Me(33)- atypical PCOS, ovulation difficulties, irregular cycles
DH (40)- normal
Summer 2010- married and stopped BC
2012-2013 GYN did some tests, SA-good, my blood work- slightly high androgens, some cysts, mentions PCOS and referral to RE- but im not ready so just start charting and OPKs. Spend way too long trying on own just charting occasionally, tracking symptoms, BD a lot more, and hoping
November 2013- finally go to RE. Repeat tests plus more. SA - great. Still slightly high androgens, some cysts, dx with PCOS but its atypical presentation.
January 2014- cycle 1 of letrozole, trigger shot,TI - BFN
February 2014 - letrozole + injections, IUI -BFN
March- benched scheduled LAP 4/15 RE thinks Endo
Re: BFN Reflection/vent
((((Hugs))))
I don't have a time line yet but do agree that this all takes such an emotional toll. I had to tell some friends recently who want to do a weekly girls trip that I wouldn't be there this year unless they made the trip in Orlando (where I live). And then one day I made lunch plans where I used to live about 1 1/2 hours from here and had to push way back (almost cancel) because turns out I had to do IUI that day (which of course I was happy about but still).

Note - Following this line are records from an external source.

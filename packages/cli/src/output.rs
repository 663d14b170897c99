//! JSON outputs of a run.
//!
//! `projections.json` holds one entry per scored geography, keyed by its
//! published key (state abbreviation or FIPS), with results nested by
//! scenario id and year. `run_summary.json` records row accounting and
//! excluded geographies.

use std::collections::BTreeMap;
use std::path::Path;

use closure_risk_geography_models::{display_key, display_name};
use closure_risk_population_models::{AggregateReport, AggregateStats};
use closure_risk_risk::buckets::BucketingStats;
use closure_risk_risk_models::ScenarioResult;
use serde::Serialize;

use crate::PipelineError;
use crate::paths;
use crate::pipeline::{Exclusion, RunOutput};

fn round_to(value: f64, decimals: i32) -> f64 {
    let factor = 10_f64.powi(decimals);
    (value * factor).round() / factor
}

#[derive(Debug, Serialize)]
pub struct ProjectionsDocument<'a> {
    pub model: &'a str,
    pub base_year: i32,
    pub years: &'a [i32],
    pub scenarios: &'a [String],
    pub geographies: BTreeMap<String, GeographyProjection>,
}

#[derive(Debug, Serialize)]
pub struct GeographyProjection {
    pub geography_id: String,
    pub name: String,
    pub institutions: u64,
    pub current_enrollment: f64,
    pub buckets: Vec<BucketSummary>,
    /// Results by scenario id, then year.
    pub scenarios: BTreeMap<String, BTreeMap<i32, YearProjection>>,
}

#[derive(Debug, Serialize)]
pub struct BucketSummary {
    pub label: String,
    pub count: u64,
    pub avg_enrollment: f64,
}

#[derive(Debug, Serialize)]
pub struct TierSummary {
    pub label: String,
    pub count: u64,
}

/// One scenario-year, rounded for publication.
#[derive(Debug, Serialize)]
pub struct YearProjection {
    pub decline_pct: f64,
    pub projected_enrollment: f64,
    pub expected_closures: f64,
    pub expected_closures_pct: f64,
    pub below_minimum: u64,
    pub elevated_risk: u64,
    pub severe_risk: u64,
    pub tiers: Vec<TierSummary>,
}

impl From<&ScenarioResult> for YearProjection {
    fn from(result: &ScenarioResult) -> Self {
        Self {
            decline_pct: round_to(result.decline_pct, 2),
            projected_enrollment: result.projected_value.round(),
            expected_closures: round_to(result.expected_closures, 1),
            expected_closures_pct: round_to(result.expected_closures_pct, 1),
            below_minimum: result.below_minimum,
            elevated_risk: result.elevated_risk,
            severe_risk: result.severe_risk,
            tiers: result
                .tiers
                .iter()
                .map(|t| TierSummary {
                    label: t.label.clone(),
                    count: t.count,
                })
                .collect(),
        }
    }
}

/// Builds the projections document for a finished run.
#[must_use]
pub fn projections_document(output: &RunOutput) -> ProjectionsDocument<'_> {
    let geographies = output
        .results
        .iter()
        .filter_map(|(geography_id, results)| {
            let profile = output.profiles.get(geography_id)?;

            let mut scenarios: BTreeMap<String, BTreeMap<i32, YearProjection>> = BTreeMap::new();
            for result in results {
                scenarios
                    .entry(result.scenario_id.clone())
                    .or_default()
                    .insert(result.year, YearProjection::from(result));
            }

            let projection = GeographyProjection {
                geography_id: geography_id.clone(),
                name: display_name(geography_id),
                institutions: profile.institution_count(),
                current_enrollment: profile.total_enrollment.round(),
                buckets: profile
                    .buckets
                    .iter()
                    .map(|b| BucketSummary {
                        label: b.label.clone(),
                        count: b.count,
                        avg_enrollment: round_to(b.avg_enrollment, 1),
                    })
                    .collect(),
                scenarios,
            };
            Some((display_key(geography_id), projection))
        })
        .collect();

    ProjectionsDocument {
        model: &output.model,
        base_year: output.base_year,
        years: &output.years,
        scenarios: &output.scenario_ids,
        geographies,
    }
}

#[derive(Debug, Serialize)]
pub struct RunSummary<'a> {
    pub generated_at: String,
    pub config: String,
    pub model: &'a str,
    pub base_year: i32,
    pub years: &'a [i32],
    pub scenarios: &'a [String],
    pub population: Option<&'a AggregateStats>,
    pub institutions: &'a BucketingStats,
    pub skipped_rows: &'a BTreeMap<String, u64>,
    pub geographies_scored: usize,
    pub excluded: &'a [Exclusion],
}

/// Builds the run summary for a finished run.
#[must_use]
pub fn run_summary<'a>(output: &'a RunOutput, config_path: &Path) -> RunSummary<'a> {
    RunSummary {
        generated_at: chrono::Utc::now().to_rfc3339(),
        config: config_path.display().to_string(),
        model: &output.model,
        base_year: output.base_year,
        years: &output.years,
        scenarios: &output.scenario_ids,
        population: output.population.as_ref(),
        institutions: &output.bucketing,
        skipped_rows: &output.skipped_rows,
        geographies_scored: output.results.len(),
        excluded: &output.excluded,
    }
}

fn write_json(path: &Path, value: &impl Serialize) -> Result<(), PipelineError> {
    if let Some(parent) = path.parent()
        && !parent.as_os_str().is_empty()
    {
        std::fs::create_dir_all(parent).map_err(PipelineError::io(parent))?;
    }
    let json = serde_json::to_string_pretty(value)?;
    std::fs::write(path, json).map_err(PipelineError::io(path))?;
    log::info!("Wrote {}", path.display());
    Ok(())
}

/// Writes `projections.json` and `run_summary.json` into `output_dir`.
///
/// # Errors
///
/// Fails if the directory cannot be created or a file cannot be written.
pub fn write_run(
    output_dir: &Path,
    output: &RunOutput,
    config_path: &Path,
) -> Result<(), PipelineError> {
    write_json(&paths::projections_path(output_dir), &projections_document(output))?;
    write_json(
        &paths::summary_path(output_dir),
        &run_summary(output, config_path),
    )
}

/// Writes an aggregation report.
///
/// # Errors
///
/// Fails if the file cannot be written.
pub fn write_aggregates(path: &Path, report: &AggregateReport) -> Result<(), PipelineError> {
    write_json(path, report)
}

It is crazy what we have to put up with. And sometimes I wish people knew that on top of all the grieving we go through, there's the meds that cause so many symptoms (that I have to insert vaginally!!), shots to give myself, constant tests and opening my legs for everyone, etc. etc. sorry I don't have any answers, but I do feel ya!
2008: HSG (normal), couple rounds of clomid through gyno
2008 - 2010: dragging my feet out of fear and procrastination
October 2010: first consultation with RE, dx PCOS and fibroids (DH slightly low count/motility)

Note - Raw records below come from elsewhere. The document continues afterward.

//! Script-side handle to a sprite.
//!
//! The sprite's state (size, name, sequence) lives in ECS components on
//! [`Sprite::entity`]; this handle is what bricks receive when they are
//! activated.

use std::fmt;
use std::sync::Arc;

use bevy_ecs::prelude::Entity;

use crate::actions::{ActionFactory, DefaultActionFactory};

#[derive(Clone)]
pub struct Sprite {
    pub name: String,
    pub entity: Entity,
    action_factory: Arc<dyn ActionFactory>,
}

impl Sprite {
    /// Create a sprite handle using the [`DefaultActionFactory`].
    pub fn new(name: impl Into<String>, entity: Entity) -> Self {
        Self::with_action_factory(name, entity, Arc::new(DefaultActionFactory))
    }

    pub fn with_action_factory(
        name: impl Into<String>,
        entity: Entity,
        action_factory: Arc<dyn ActionFactory>,
    ) -> Self {
        Self {
            name: name.into(),
            entity,
            action_factory,
        }
    }

    pub fn action_factory(&self) -> &dyn ActionFactory {
        self.action_factory.as_ref()
    }
}

impl fmt::Debug for Sprite {
    fn fmt(&self, f: &mut fmt::Formatter<'_>) -> fmt::Result {
        f.debug_struct("Sprite")
            .field("name", &self.name)
            .field("entity", &self.entity)
            .finish_non_exhaustive()
    }
}
//! "Change size by X" brick.

use std::sync::Arc;

use log::debug;
use serde::{Deserialize, Serialize};

use super::error::BrickError;
use super::fields::{BrickField, FormulaFields};
use super::view::{FieldViewId, LayoutResource};
use super::{Brick, BrickData, SERIAL_VERSION};
use crate::components::scriptsequence::ScriptSequenceAction;
use crate::formula::Formula;
use crate::sprite::Sprite;

/// Adds the value of its `SIZE_CHANGE` formula to the sprite's size.
#[derive(Debug, Clone, PartialEq, Serialize, Deserialize)]
#[serde(try_from = "BrickData")]
pub struct ChangeSizeByNBrick {
    version: u32,
    fields: FormulaFields,
}

impl Default for ChangeSizeByNBrick {
    fn default() -> Self {
        Self::new()
    }
}

impl ChangeSizeByNBrick {
    const REQUIRED: &'static [BrickField] = &[BrickField::SizeChange];

    pub fn new() -> Self {
        let mut fields = FormulaFields::new();
        fields.add_allowed_brick_field(
            BrickField::SizeChange,
            FieldViewId::BrickChangeSizeByEditText,
        );
        Self {
            version: SERIAL_VERSION,
            fields,
        }
    }

    pub fn from_value(change: f64) -> Self {
        Self::with_formula(Formula::new(change))
    }

    pub fn with_formula(formula: impl Into<Arc<Formula>>) -> Self {
        Self {
            version: SERIAL_VERSION,
            fields: FormulaFields::new().with_field(
                BrickField::SizeChange,
                FieldViewId::BrickChangeSizeByEditText,
                formula.into(),
            ),
        }
    }

    pub fn change_formula(&self) -> Result<&Arc<Formula>, BrickError> {
        self.fields.formula_with_brick_field(BrickField::SizeChange)
    }

    pub fn set_change_formula(
        &mut self,
        formula: impl Into<Arc<Formula>>,
    ) -> Result<Arc<Formula>, BrickError> {
        self.fields
            .set_formula_with_brick_field(BrickField::SizeChange, formula.into())
    }
}

impl Brick for ChangeSizeByNBrick {
    fn view_resource(&self) -> LayoutResource {
        LayoutResource::BrickChangeSizeBy
    }

    fn formula_fields(&self) -> &FormulaFields {
        &self.fields
    }

    fn add_action_to_sequence(
        &self,
        sprite: &Sprite,
        sequence: &mut ScriptSequenceAction,
    ) -> Result<Option<Vec<ScriptSequenceAction>>, BrickError> {
        let formula = self.change_formula()?.clone();
        let action = sprite
            .action_factory()
            .create_change_size_by_action(sprite, formula);
        sequence.add_action(action);
        debug!("{}: queued change size by", sprite.name);
        Ok(None)
    }
}

impl TryFrom<BrickData> for ChangeSizeByNBrick {
    type Error = BrickError;

    fn try_from(data: BrickData) -> Result<Self, Self::Error> {
        let (version, fields) = data.validate(Self::REQUIRED)?;
        Ok(Self { version, fields })
    }
}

Oct. 2010 - Dec. 2012: In DENIAL! avoided the issue because I was scared of surgery
January 2013: returned to RE, fibroids grew significantly
February 2013: second HSG, fibroids pushed on tubes which blocked them somewhat
March 2013: MRI to determine what type of surgery may be necessary
July 29, 2013: fibroids (5) removed via robotic laparascopy
August 2013 - Nov 2013 : benched due to recent surgery
IUI #3, Feb. 25, 2014 BFN
IUI #4 canceled due to lack of response to letrozole
IUI #4.1 April 28, 2014, BFN
May 16, 2014: wtf consult, start prepping for IVF in June and add injects for one last IUI in the meantime
IUI #5 started letrozole and bravelle but canceled after HSG led to new diagnosis
May 21, 2014: third HSG, tubes blocked, one at the beginning, one hydrosalpinx??
IVF #1 August 8, 2014 - 3dt of 2 embryos, BFN
September 17, 2014 - 4th HSG, the right tube is very patent (open!!) dye went straight through this time. Weird!

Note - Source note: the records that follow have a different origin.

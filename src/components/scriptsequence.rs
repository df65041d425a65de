//! Ordered action list executed for a sprite's script.
//!
//! Bricks append to a [`ScriptSequenceAction`] when they are activated; the
//! [`script_sequence_system`](crate::systems::scriptsequence::script_sequence_system)
//! then runs the actions in order, advancing [`cursor`](ScriptSequenceAction::cursor).

use bevy_ecs::prelude::Component;

use crate::actions::Action;

#[derive(Component, Clone, Debug, Default, PartialEq)]
pub struct ScriptSequenceAction {
    /// Actions in execution order.
    pub actions: Vec<Action>,
    /// Index of the next action to run.
    pub cursor: usize,
}

impl ScriptSequenceAction {
    pub fn new() -> Self {
        Self::default()
    }

    pub fn add_action(&mut self, action: Action) {
        self.actions.push(action);
    }

    pub fn len(&self) -> usize {
        self.actions.len()
    }

    pub fn is_empty(&self) -> bool {
        self.actions.is_empty()
    }

    pub fn last(&self) -> Option<&Action> {
        self.actions.last()
    }

    pub fn iter(&self) -> std::slice::Iter<'_, Action> {
        self.actions.iter()
    }

    /// Next action to run, without advancing.
    pub fn peek(&self) -> Option<&Action> {
        self.actions.get(self.cursor)
    }

    /// Return the next action and advance past it.
    pub fn next_action(&mut self) -> Option<Action> {
        let action = self.actions.get(self.cursor).cloned()?;
        self.cursor += 1;
        Some(action)
    }

    pub fn is_finished(&self) -> bool {
        self.cursor >= self.actions.len()
    }

    /// Rewind so the sequence runs again from the first action.
    pub fn restart(&mut self) {
        self.cursor = 0;
    }
}
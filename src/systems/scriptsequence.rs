//! Script sequence execution system.
//!
//! # System Flow
//!
//! Each tick:
//!
//! 1. Iterate all entities with a [`ScriptSequenceAction`]
//! 2. Pop up to [`RuntimeConfig::actions_per_tick`] pending actions
//! 3. Evaluate each action's formula against the target's current
//!    [`LookSize`] and the [`UserVariables`]
//! 4. Write the resolved size back to the target
//!
//! A formula that fails to evaluate, or a size that would overflow to
//! infinity, skips its action; the target keeps its size and the sequence
//! moves on.

use bevy_ecs::prelude::*;
use log::{debug, warn};

use crate::components::looksize::LookSize;
use crate::components::scriptsequence::ScriptSequenceAction;
use crate::components::spritename::SpriteName;
use crate::formula::FormulaContext;
use crate::resources::runtimeconfig::RuntimeConfig;
use crate::resources::uservariables::UserVariables;

pub fn script_sequence_system(
    config: Res<RuntimeConfig>,
    variables: Res<UserVariables>,
    mut sequences: Query<(Entity, Option<&SpriteName>, &mut ScriptSequenceAction)>,
    mut looks: Query<&mut LookSize>,
) {
    let budget = config.actions_per_tick.max(1);
    for (entity, name, mut sequence) in sequences.iter_mut() {
        let label = name.map(|n| n.0.as_str()).unwrap_or("<unnamed>");
        for _ in 0..budget {
            let Some(action) = sequence.next_action() else {
                break;
            };
            let Ok(mut look) = looks.get_mut(action.target()) else {
                warn!(
                    "{} ({:?}): action target {:?} has no LookSize, skipping",
                    label,
                    entity,
                    action.target()
                );
                continue;
            };
            let ctx = FormulaContext::new(look.percent, &variables);
            match action.formula().evaluate(&ctx) {
                Ok(value) => match action.resolve_size(look.percent, value) {
                    Some(size) => {
                        look.percent = size;
                        debug!("{}: size is now {}%", label, look.percent);
                    }
                    None => warn!(
                        "{}: skipping action, size {} + {} is not finite",
                        label, look.percent, value
                    ),
                },
                Err(e) => warn!("{}: skipping action, formula failed: {}", label, e),
            }
        }
    }
}
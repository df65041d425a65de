//! ECS resources made available to systems.
//!
//! Overview
//! - `runtimeconfig` – settings loaded from the INI configuration file
//! - `uservariables` – numeric variables readable from formulas
pub mod runtimeconfig;
pub mod uservariables;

October 2, 2014 - started metformin treatment
November 14, 2014 - blood work, brought A1C down from 5.8 to 5.5
November 26, 2014 - RE finally back from vaca and reviewed my chart, no more IVFs for rest of calendar year
December 1, 2014 - Right after Thanksgiving, I called a new clinic and got in right away! Plan for IVF
December 17, 2014 - ER! 29 retrieved (!!), 16 mature, all 16 fertilized (ICSI)
IVF #2 December 20, 2014 - 3dt of 3 embryos, BFN
We are done with treatment unsuccessfully.
I've set the three IUI mark for myself (currently in that cycle). Since my RE wants to reevaluate (as many do) at that point, I think that will be when I take my break and focus on getting back to me. In the beginning, my RE made it sound like if IUI doesn't work it's ok, there's always IVF, but I really think I will have to emotionally prepare for that. After all the disappointment and stress of wanting a sticky babe with each of these IUIs, I just don't think I can rush into all that IVF entails. GL and hope that we all find the grace and strength to take each step through this journey.